**TASK OBJECTIVE:** Give the number of lines below that contain the string "copied", and no other text.

[Saved data entries]
"""

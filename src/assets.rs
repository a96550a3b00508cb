//! Asset catalog for the terminal front end.
//!
//! Built once at startup and handed to the renderer and the audio layer. The
//! simulation core never sees it.

use std::collections::HashMap;

use crossterm::style::Color;
use tile_runner::entities::{GameEvent, ItemKind, Sprite};

/// How one tile of a sprite looks on screen. `text` is two columns wide.
#[derive(Clone, Copy, Debug)]
pub struct Glyph {
    pub text: &'static str,
    pub color: Color,
}

#[derive(Clone, Copy, Debug, PartialEq, Eq)]
pub enum SoundEffect {
    Bell,
    Silent,
}

/// Sound cues are keyed without the power-up payload.
#[derive(Clone, Copy, Debug, PartialEq, Eq, Hash)]
pub enum Cue {
    Jump,
    Stomp,
    PowerUp,
    Hit,
    LevelCleared,
    GameOver,
}

impl From<GameEvent> for Cue {
    fn from(event: GameEvent) -> Self {
        match event {
            GameEvent::Jump => Cue::Jump,
            GameEvent::Stomp => Cue::Stomp,
            GameEvent::PowerUp(_) => Cue::PowerUp,
            GameEvent::Hit => Cue::Hit,
            GameEvent::LevelCleared => Cue::LevelCleared,
            GameEvent::GameOver => Cue::GameOver,
        }
    }
}

#[derive(Debug)]
pub struct AssetCatalog {
    sprites: HashMap<Sprite, Glyph>,
    sounds: HashMap<Cue, SoundEffect>,
}

impl AssetCatalog {
    pub fn load() -> AssetCatalog {
        let sprites = HashMap::from([
            (Sprite::Brick, Glyph { text: "▓▓", color: Color::DarkYellow }),
            (Sprite::Pipe, Glyph { text: "[]", color: Color::Green }),
            (Sprite::Flag, Glyph { text: "|>", color: Color::White }),
            (Sprite::Enemy, Glyph { text: "<>", color: Color::Red }),
            (Sprite::Mushroom, Glyph { text: "()", color: Color::Magenta }),
            (Sprite::Star, Glyph { text: "**", color: Color::Yellow }),
            (Sprite::PlayerSmall, Glyph { text: "@@", color: Color::White }),
            (Sprite::PlayerBig, Glyph { text: "@@", color: Color::Cyan }),
        ]);

        let sounds = HashMap::from([
            (Cue::Jump, SoundEffect::Bell),
            (Cue::Stomp, SoundEffect::Bell),
            (Cue::PowerUp, SoundEffect::Bell),
            (Cue::Hit, SoundEffect::Bell),
            (Cue::LevelCleared, SoundEffect::Silent),
            (Cue::GameOver, SoundEffect::Silent),
        ]);

        tracing::debug!(sprites = sprites.len(), sounds = sounds.len(), "asset catalog loaded");
        AssetCatalog { sprites, sounds }
    }

    pub fn glyph(&self, sprite: Sprite) -> Glyph {
        self.sprites.get(&sprite).copied().unwrap_or(Glyph {
            text: "??",
            color: Color::Magenta,
        })
    }

    pub fn sound(&self, cue: Cue) -> SoundEffect {
        self.sounds.get(&cue).copied().unwrap_or(SoundEffect::Silent)
    }

    /// Glyph for a power-up in the HUD legend.
    pub fn item_glyph(&self, kind: ItemKind) -> Glyph {
        match kind {
            ItemKind::Mushroom => self.glyph(Sprite::Mushroom),
            ItemKind::Star => self.glyph(Sprite::Star),
        }
    }
}
#![allow(dead_code)]

use tile_runner::config::Config;
use tile_runner::entities::{
    Body, Camera, Enemy, GameState, Item, ItemKind, SessionState, TileGrid,
};
use tile_runner::{enemy, level, player};

use rand::rngs::StdRng;
use rand::SeedableRng;

pub const TILE: f32 = 50.0;

pub fn seeded_rng() -> StdRng {
    StdRng::seed_from_u64(42)
}

/// Three empty rows over a floor: the floor top is at y = 150.
pub fn flat_rows(cols: usize) -> Vec<String> {
    let mut rows = vec![" ".repeat(cols); 3];
    rows.push("W".repeat(cols));
    rows
}

/// A playing session built from a hand-authored grid, with a small player
/// standing on the floor at x = 100.
pub fn make_state(rows: &[String], config: &Config) -> GameState {
    let refs: Vec<&str> = rows.iter().map(String::as_str).collect();
    let grid = TileGrid::from_rows(&refs).expect("valid grid");
    let built = level::build(&grid, config);
    let level_width = grid.width() as f32 * TILE;

    let mut p = player::spawn(config);
    p.body.x = 100.0;
    p.body.y = floor_top(grid.height()) - p.body.h;

    GameState {
        player: p,
        platforms: built.platforms,
        enemies: built.enemies,
        items: built.items,
        camera: Camera::new(level_width, config.session.view_width),
        level_number: 1,
        level_width,
        status: SessionState::Playing,
        frame: 0,
        events: Vec::new(),
    }
}

pub fn flat_state(cols: usize) -> GameState {
    make_state(&flat_rows(cols), &Config::default())
}

pub fn floor_top(rows: usize) -> f32 {
    (rows - 1) as f32 * TILE
}

pub fn item_at(x: f32, y: f32, kind: ItemKind) -> Item {
    Item {
        body: Body::at(x, y, TILE, TILE),
        kind,
    }
}

pub fn enemy_at(x: f32, y: f32) -> Enemy {
    enemy::spawn(x, y, &Config::default())
}

pub fn approx(a: f32, b: f32) -> bool {
    (a - b).abs() < 1e-3
}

"""

**EXPECTED ANSWER:** 2